Differentiation is a delicate craft, not to be taken lightly. It depends on regularly monitoring students’ progress and co-operative planning among staff to ensure that expectations for all pupils remain high and that the soft bigotry of low expectation is silenced. In her book Cleverlands, Lucy Crehan demonstrates that when these practices are upheld, mixed-ability groupings become a lever of strong educational performance across entire systems.

Yet in many quarters, the idea of differentiation has met with resistance on the grounds that it takes considerable time and effort – impractical and unreasonable to most – to design and deliver lessons that cater to diverse needs. With the advent of digital learning technologies, that is poised to change, and the examples above could well become the norm.

How technology enables differentiation

Too often, EdTech tools are thrust upon teachers as solutions in search of a problem. The debate on setting, however, is centred on a well-defined problem in need of an innovative solution. Namely, how can a teacher be supported to differentiate the learning experience for their students in ways that do not add to their workload? A sound solution will reconcile the seemingly competing objectives of reducing teacher workload and raising student outcomes.

At Whizz, we believe technology can be the great enabler of differentiation. For students, adaptive tutoring ensures they acquire the core knowledge and skills at their own pace. Crucially, and in opposition to how the ‘adaptive’ approach of setting typically operates, all students are granted full access to the same curriculum. The destination is the same for every learner: mastery of the full curriculum by the time they graduate from school. The only variable is the pace with which students proceed from one week to the next.

For teachers, the distribution of effort shifts from marking work to analysing real-time data insights into their students’ learning that inform their classroom activities.
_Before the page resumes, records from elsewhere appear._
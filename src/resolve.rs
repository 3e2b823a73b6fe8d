//! Input resolution for uplift requests.
//!
//! Each input may arrive inline or as a URL. Inline content wins when it is
//! non-empty; URLs are only fetched through the [`AccessGate`].

use crate::access::{AccessGate, FetchOutcome};
use crate::error::ApiError;
use crate::uplift::UpliftRequest;
use axum::body::Bytes;
use serde_json::Value;

/// Inputs ready for the transformation engine.
#[derive(Debug, Clone, PartialEq)]
pub struct ResolvedInputs {
    /// Raw context definition; validation is left to the engine
    pub context: Option<String>,
    pub document: Value,
}

pub struct InputResolver<'a> {
    gate: &'a AccessGate,
}

fn non_empty(bytes: &Option<Bytes>) -> Option<&Bytes> {
    bytes.as_ref().filter(|b| !b.is_empty())
}

fn non_blank(url: &Option<String>) -> Option<&str> {
    url.as_deref().map(str::trim).filter(|u| !u.is_empty())
}

impl<'a> InputResolver<'a> {
    pub fn new(gate: &'a AccessGate) -> Self {
        Self { gate }
    }

    pub async fn resolve(&self, request: &UpliftRequest) -> Result<ResolvedInputs, ApiError> {
        let document = self.document(request).await?;
        let context = self.context(request).await?;
        Ok(ResolvedInputs { context, document })
    }

    /// A forbidden context URL resolves to no context at all.
    async fn context(&self, request: &UpliftRequest) -> Result<Option<String>, ApiError> {
        let bytes = match non_empty(&request.context) {
            Some(inline) => inline.clone(),
            None => match non_blank(&request.context_url) {
                Some(url) => match self.gate.fetch(url).await? {
                    FetchOutcome::Fetched(body) => body,
                    FetchOutcome::Forbidden => return Ok(None),
                },
                None => return Ok(None),
            },
        };

        let text = String::from_utf8(bytes.to_vec())
            .map_err(|e| ApiError::generic("UnicodeDecodeError", e.to_string()))?;
        Ok(Some(text))
    }

    async fn document(&self, request: &UpliftRequest) -> Result<Value, ApiError> {
        let bytes = match non_empty(&request.document) {
            Some(inline) => inline.clone(),
            None => {
                let url = non_blank(&request.document_url).ok_or_else(ApiError::no_json_source)?;
                match self.gate.fetch(url).await? {
                    FetchOutcome::Fetched(body) => body,
                    FetchOutcome::Forbidden => return Err(ApiError::fetch_forbidden()),
                }
            }
        };
        parse_document(&bytes)
    }
}

/// Parse document bytes as JSON, falling back to YAML.
pub fn parse_document(bytes: &[u8]) -> Result<Value, ApiError> {
    let parsed = match serde_json::from_slice::<Value>(bytes) {
        Ok(value) => value,
        Err(json_error) => serde_yaml::from_slice::<Value>(bytes).map_err(|yaml_error| {
            tracing::debug!(%json_error, %yaml_error, "document is neither JSON nor YAML");
            ApiError::json_decode()
        })?,
    };
    if parsed.is_null() {
        return Err(ApiError::json_decode());
    }
    Ok(parsed)
}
They can capture all the social benefits of a ‘mixed ability’ classroom without having their workload amplified.

If you share our belief that every child deserves a learning experience that caters to their individual needs, then we hope you will be inspired to reflect on how the technologies of today can help you overcome the constraints of time and effort and make differentiation a cornerstone of your curriculum delivery.


1 We use ‘setting’ to refer to the practice of organising students into groups within specific subjects, and ‘streaming’ when it applies to all subjects. The latter is sometimes referred to as ‘tracking’.